The Infuriating Lottery of Healthcare Prices
February 03 01:00 2015

The Infuriating Lottery of Healthcare Prices

One popular strain of healthcare article considers how a common medical procedure costs X in the United States and Y in Germany (or Japan or France or Brazil), with the foreign figure being tantalizingly low by comparison. The explanation is usually that Germany (or wherever) caps how much providers and drug-makers can charge, and the U.S. does not.

The U.S. might be expensive when it comes to healthcare prices, but it’s far from monolithic. While someone in Stuttgart might pay as much as their cousin in Hamburg for an x-ray, the same cannot necessarily be said of two people in, say, Madison and Milwaukee.

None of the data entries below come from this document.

//! `tasks.create`: the one LLM-callable entry point into the scheduler.
//!
//! Grounded in `original_source/src/friday/tools/local/tasks.py`'s
//! `TasksService.create` — compute the first occurrence with
//! `next_run_ts`/here `initial_next_run`, reject a schedule with no future
//! run, then persist through the same repository the scheduler itself
//! polls. `tasks.search`/`tasks.run` are not carried over: spec.md's
//! `Task` has no notion of a one-off "run now" action and the scheduler's
//! own `due_tasks` query already is the search surface an operator needs.

use async_trait::async_trait;
use chrono::Utc;
use serde_json::{Value, json};
use std::sync::Arc;

use crate::scheduler::{Task, TaskRepository, initial_next_run};
use crate::tools::traits::{RiskLevel, Tool, ToolSpec};

pub struct TaskCreateTool {
    spec: ToolSpec,
    repo: Arc<dyn TaskRepository>,
}

impl TaskCreateTool {
    pub fn new(repo: Arc<dyn TaskRepository>) -> Self {
        Self {
            spec: ToolSpec {
                name: "tasks.create".to_string(),
                description: "Schedule a reminder or recurring task. `schedule` is either \
                    an `RRULE:...` recurrence rule or an ISO-8601 one-shot datetime; \
                    `session_id` is whichever session should be notified when it fires."
                    .to_string(),
                args_schema: json!({
                    "type": "object",
                    "required": ["session_id", "title", "schedule"],
                    "properties": {
                        "session_id": {"type": "string"},
                        "title": {"type": "string"},
                        "schedule": {"type": "string"},
                        "payload": {"type": "object"}
                    }
                }),
                risk: RiskLevel::Confirm,
                timeout_ms: 2000,
                caps: vec!["tasks".to_string()],
            },
            repo,
        }
    }
}

#[async_trait]
impl Tool for TaskCreateTool {
    fn spec(&self) -> &ToolSpec {
        &self.spec
    }

    async fn execute(&self, args: Value) -> Result<Value, String> {
        let session_id = args
            .get("session_id")
            .and_then(Value::as_str)
            .ok_or_else(|| "missing required argument 'session_id'".to_string())?;
        let title = args
            .get("title")
            .and_then(Value::as_str)
            .ok_or_else(|| "missing required argument 'title'".to_string())?;
        let schedule = args
            .get("schedule")
            .and_then(Value::as_str)
            .ok_or_else(|| "missing required argument 'schedule'".to_string())?;
        let payload = args.get("payload").cloned();

        let next_run = initial_next_run(schedule, Utc::now()).map_err(|e| e.to_string())?;
        let next_run = next_run.ok_or_else(|| "schedule does not produce a future run".to_string())?;

        let task = Task {
            id: String::new(),
            title: title.to_string(),
            session_id: session_id.to_string(),
            schedule: schedule.to_string(),
            payload,
            enabled: true,
            last_run: None,
            next_run: Some(next_run),
        };
        let created = self.repo.add_task(task).await?;
        Ok(json!({ "task_id": created.id }))
    }
}

#[cfg(test)]
mod tests {
    use super::*;
    use crate::scheduler::InMemoryTaskRepository;

    fn tool() -> TaskCreateTool {
        TaskCreateTool::new(Arc::new(InMemoryTaskRepository::new()))
    }

    #[tokio::test]
    async fn creates_a_one_shot_task_with_computed_next_run() {
        let tool = tool();
        let result = tool
            .execute(json!({
                "session_id": "s1",
                "title": "water plants",
                "schedule": "2999-01-01T00:00:00Z"
            }))
            .await
            .unwrap();
        assert!(result["task_id"].as_str().unwrap().starts_with("task_"));
    }

    #[tokio::test]
    async fn rejects_a_schedule_with_no_future_run() {
        let tool = tool();
        let err = tool
            .execute(json!({
                "session_id": "s1",
                "title": "too late",
                "schedule": "2000-01-01T00:00:00Z"
            }))
            .await
            .unwrap_err();
        assert!(err.contains("future run"));
    }

    #[tokio::test]
    async fn missing_session_id_is_rejected() {
        let tool = tool();
        let err = tool
            .execute(json!({"title": "x", "schedule": "2999-01-01T00:00:00Z"}))
            .await
            .unwrap_err();
        assert!(err.contains("session_id"));
    }
}
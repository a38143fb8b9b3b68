//! `alpine_core`
//!
//! Core math for the alpine racing engine: vector/matrix/quaternion
//! algebra, dense linear solving, collision geometry, and the embedded
//! Runge-Kutta stepper that drives physics and animation.
//!
//! Design goals:
//! - Deterministic and modular where practical.
//! - Pure value computations; no IO, no blocking, no shared state.
//! - Traits for abstraction where a strategy may swap (ODE tableau).
//! - No `unsafe`.

pub mod geom;
pub mod math;
pub mod matrix;
pub mod ode;
pub mod quat;
pub mod solver;
pub mod util;

pub mod prelude {
    //! Commonly used exports.

    pub use crate::geom::*;
    pub use crate::math::*;
    pub use crate::matrix::*;
    pub use crate::ode::*;
    pub use crate::quat::*;
    pub use crate::solver::*;
}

A new report out from the Health Care Cost Institute shows that the price of a given procedure can vary widely within a single state. In Wisconsin, for instance, how much people pay out-of-pocket for cataract-removal surgery has a range of $989. In each of nine states that the nonprofit examined, out-of-pocket charges for other common, elective procedures varied by hundreds of dollars.

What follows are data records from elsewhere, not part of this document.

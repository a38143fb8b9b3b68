//! 4x4 transforms.
//!
//! Convention: row vectors, `v' = v * M`. `m[i][j]` maps input component
//! `i` to output component `j` and the translation lives in row 3. The
//! same convention runs through every transform routine here; mixing in a
//! column-vector matrix silently transposes rotations.

use std::ops::{Index, IndexMut, Mul};

use serde::{Deserialize, Serialize};

use crate::math::{Vec3, EPS};

/// Principal axis label for rotation construction.
#[derive(Debug, Clone, Copy, PartialEq, Eq, Serialize, Deserialize)]
pub enum Axis {
    X,
    Y,
    Z,
}

/// 4x4 matrix (row-major storage, row-vector convention).
#[derive(Debug, Clone, Copy, PartialEq, Serialize, Deserialize)]
pub struct Mat4 {
    pub m: [[f64; 4]; 4],
}

impl Default for Mat4 {
    fn default() -> Self {
        Self::IDENTITY
    }
}

impl Mat4 {
    pub const IDENTITY: Self = Self {
        m: [
            [1.0, 0.0, 0.0, 0.0],
            [0.0, 1.0, 0.0, 0.0],
            [0.0, 0.0, 1.0, 0.0],
            [0.0, 0.0, 0.0, 1.0],
        ],
    };

    /// Right-handed rotation about a principal axis, angle in radians.
    pub fn rotation(axis: Axis, angle: f64) -> Self {
        let (sin, cos) = angle.sin_cos();
        let mut r = Self::IDENTITY;
        match axis {
            Axis::X => {
                r.m[1][1] = cos;
                r.m[2][1] = -sin;
                r.m[1][2] = sin;
                r.m[2][2] = cos;
            }
            Axis::Y => {
                r.m[0][0] = cos;
                r.m[2][0] = sin;
                r.m[0][2] = -sin;
                r.m[2][2] = cos;
            }
            Axis::Z => {
                r.m[0][0] = cos;
                r.m[1][0] = -sin;
                r.m[0][1] = sin;
                r.m[1][1] = cos;
            }
        }
        r
    }

    /// Translation by `t` (row 3 under the row-vector convention).
    pub fn translation(t: Vec3) -> Self {
        let mut r = Self::IDENTITY;
        r.m[3][0] = t.x;
        r.m[3][1] = t.y;
        r.m[3][2] = t.z;
        r
    }

    /// Rotation about an arbitrary axis, angle in radians.
    ///
    /// Built by aligning `axis` to z with two principal rotations,
    /// rotating about z, then un-aligning. When the axis is (anti)parallel
    /// to x the alignment divides by ~0, so that case short-circuits to a
    /// direct x rotation, sign-flipped for negative x.
    pub fn rotation_about(axis: Vec3, angle: f64) -> Self {
        let (a, b, c) = (axis.x, axis.y, axis.z);
        let d = (b * b + c * c).sqrt();

        if d < EPS {
            let angle = if a < 0.0 { -angle } else { angle };
            return Self::rotation(Axis::X, angle);
        }

        let mut rx = Self::IDENTITY;
        rx.m[1][1] = c / d;
        rx.m[2][1] = -b / d;
        rx.m[1][2] = b / d;
        rx.m[2][2] = c / d;

        let mut irx = Self::IDENTITY;
        irx.m[1][1] = c / d;
        irx.m[2][1] = b / d;
        irx.m[1][2] = -b / d;
        irx.m[2][2] = c / d;

        let mut ry = Self::IDENTITY;
        ry.m[0][0] = d;
        ry.m[2][0] = -a;
        ry.m[0][2] = a;
        ry.m[2][2] = d;

        let mut iry = Self::IDENTITY;
        iry.m[0][0] = d;
        iry.m[2][0] = a;
        iry.m[0][2] = -a;
        iry.m[2][2] = d;

        rx * ry * Self::rotation(Axis::Z, angle) * iry * irx
    }

    /// Affine transform of a point: linear part plus translation row.
    pub fn transform_point(&self, p: Vec3) -> Vec3 {
        Vec3::new(
            p.x * self.m[0][0] + p.y * self.m[1][0] + p.z * self.m[2][0] + self.m[3][0],
            p.x * self.m[0][1] + p.y * self.m[1][1] + p.z * self.m[2][1] + self.m[3][1],
            p.x * self.m[0][2] + p.y * self.m[1][2] + p.z * self.m[2][2] + self.m[3][2],
        )
    }

    /// Linear transform of a direction; the translation row is ignored.
    pub fn transform_vector(&self, v: Vec3) -> Vec3 {
        Vec3::new(
            v.x * self.m[0][0] + v.y * self.m[1][0] + v.z * self.m[2][0],
            v.x * self.m[0][1] + v.y * self.m[1][1] + v.z * self.m[2][1],
            v.x * self.m[0][2] + v.y * self.m[1][2] + v.z * self.m[2][2],
        )
    }

    /// Transforms a surface normal by multiplying against the transposed
    /// linear part.
    ///
    /// This is only correct for orthonormal matrices (pure rotations),
    /// where the transpose equals the inverse. Callers owning scaled or
    /// sheared transforms must supply a normal-correct matrix themselves.
    pub fn transform_normal(&self, n: Vec3) -> Vec3 {
        Vec3::new(
            n.x * self.m[0][0] + n.y * self.m[0][1] + n.z * self.m[0][2],
            n.x * self.m[1][0] + n.y * self.m[1][1] + n.z * self.m[1][2],
            n.x * self.m[2][0] + n.y * self.m[2][1] + n.z * self.m[2][2],
        )
    }
}

impl Mul for Mat4 {
    type Output = Self;

    /// Standard row-by-column product. With the row-vector convention,
    /// `v * (a * b)` applies `a` first, then `b`. Order matters.
    fn mul(self, rhs: Self) -> Self {
        let mut out = [[0.0; 4]; 4];
        for (i, row) in out.iter_mut().enumerate() {
            for (j, cell) in row.iter_mut().enumerate() {
                *cell = self.m[i][0] * rhs.m[0][j]
                    + self.m[i][1] * rhs.m[1][j]
                    + self.m[i][2] * rhs.m[2][j]
                    + self.m[i][3] * rhs.m[3][j];
            }
        }
        Self { m: out }
    }
}

impl Index<usize> for Mat4 {
    type Output = [f64; 4];

    fn index(&self, row: usize) -> &[f64; 4] {
        &self.m[row]
    }
}

impl IndexMut<usize> for Mat4 {
    fn index_mut(&mut self, row: usize) -> &mut [f64; 4] {
        &mut self.m[row]
    }
}
//! Embedded Runge-Kutta stepping.
//!
//! The stepper is callback-free: callers drive the stage loop themselves,
//! querying each stage's time offset and running estimate, evaluating
//! their derivative function, and storing the slope back. After the last
//! stage the refined estimate and the embedded error estimate are read
//! off, and the caller decides whether to accept the step or shrink `h`
//! using [`OdeSolver::timestep_exponent`].
//!
//! The tableau sits behind a trait so a different scheme can slot in;
//! [`Ode23`] is the one the engine ships.

/// Per-step scratch state: initial value, step size, and the stage
/// slopes. One stepping sequence must complete before the value is
/// reused; the state is not reentrant.
#[derive(Debug, Clone)]
pub struct OdeStep {
    pub init_val: f64,
    pub h: f64,
    k: Vec<f64>,
}

/// An embedded Runge-Kutta scheme.
pub trait OdeSolver {
    /// Number of derivative evaluations per step.
    fn stages(&self) -> usize;

    /// Fresh scratch state for one step of size `h` from `init_val`.
    fn init(&self, init_val: f64, h: f64) -> OdeStep;

    /// Time offset of a stage, relative to the step start.
    fn stage_time(&self, step: &OdeStep, stage: usize) -> f64;

    /// Running estimate to evaluate the derivative at for a stage.
    fn stage_value(&self, step: &OdeStep, stage: usize) -> f64;

    /// Stores the derivative evaluated for a stage.
    fn store_stage(&self, step: &mut OdeStep, stage: usize, derivative: f64);

    /// The high-order estimate after all stages are stored.
    fn final_estimate(&self, step: &OdeStep) -> f64;

    /// Local truncation error estimate for the step.
    fn error_estimate(&self, step: &OdeStep) -> f64;

    /// Exponent for step-size adaptation (`h_new ~ h * (tol/err)^exp`).
    fn timestep_exponent(&self) -> f64;
}

const TIME_STEPS: [f64; 4] = [0.0, 1.0 / 2.0, 3.0 / 4.0, 1.0];

// Column `s` holds the weights applied to earlier slopes when forming
// stage `s`'s value; the last column is the 3rd-order solution weights.
const COEFFS: [[f64; 4]; 4] = [
    [0.0, 1.0 / 2.0, 0.0, 2.0 / 9.0],
    [0.0, 0.0, 3.0 / 4.0, 1.0 / 3.0],
    [0.0, 0.0, 0.0, 4.0 / 9.0],
    [0.0, 0.0, 0.0, 0.0],
];

const ERROR_WEIGHTS: [f64; 4] = [-5.0 / 72.0, 1.0 / 12.0, 1.0 / 9.0, -1.0 / 8.0];

const TIME_STEP_EXP: f64 = 1.0 / 3.0;

/// Bogacki-Shampine-style 3rd-order scheme with an embedded 2nd-order
/// error estimate, four stages per step.
#[derive(Debug, Clone, Copy, Default)]
pub struct Ode23;

impl OdeSolver for Ode23 {
    fn stages(&self) -> usize {
        TIME_STEPS.len()
    }

    fn init(&self, init_val: f64, h: f64) -> OdeStep {
        OdeStep {
            init_val,
            h,
            k: vec![0.0; TIME_STEPS.len()],
        }
    }

    fn stage_time(&self, step: &OdeStep, stage: usize) -> f64 {
        TIME_STEPS[stage] * step.h
    }

    fn stage_value(&self, step: &OdeStep, stage: usize) -> f64 {
        let mut val = step.init_val;
        for i in 0..stage {
            val += COEFFS[i][stage] * step.k[i];
        }
        val
    }

    fn store_stage(&self, step: &mut OdeStep, stage: usize, derivative: f64) {
        step.k[stage] = step.h * derivative;
    }

    fn final_estimate(&self, step: &OdeStep) -> f64 {
        let mut val = step.init_val;
        for i in 0..3 {
            val += COEFFS[i][3] * step.k[i];
        }
        val
    }

    fn error_estimate(&self, step: &OdeStep) -> f64 {
        let mut err = 0.0;
        for i in 0..self.stages() {
            err += ERROR_WEIGHTS[i] * step.k[i];
        }
        err.abs()
    }

    fn timestep_exponent(&self) -> f64 {
        TIME_STEP_EXP
    }
}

Keep in mind that these are out-of-pocket charges —that is, what people actually paid. The discounts providers give to various insurance plans don’t apply to this data. The fact that there is so much variation in out-of-pocket costs suggests that doctors and hospitals often charge wildly different amounts.

HCCI also found that co-pays are on the rise: Nationally, out-of-pocket medical spending among adults who had job-based insurance rose 6.9 percent, from $662 per person in 2012 to $707 in 2013.

The HCCI study authors suggest that to save money, consumers should shop around before they settle on a doctor for a big operation or diagnostic test. Most insurers (and some states) offer ways for people to look up their expected costs for various procedures. That might not be possible in an emergency situation, though, which is exactly when someone might need, say, a knee MRI.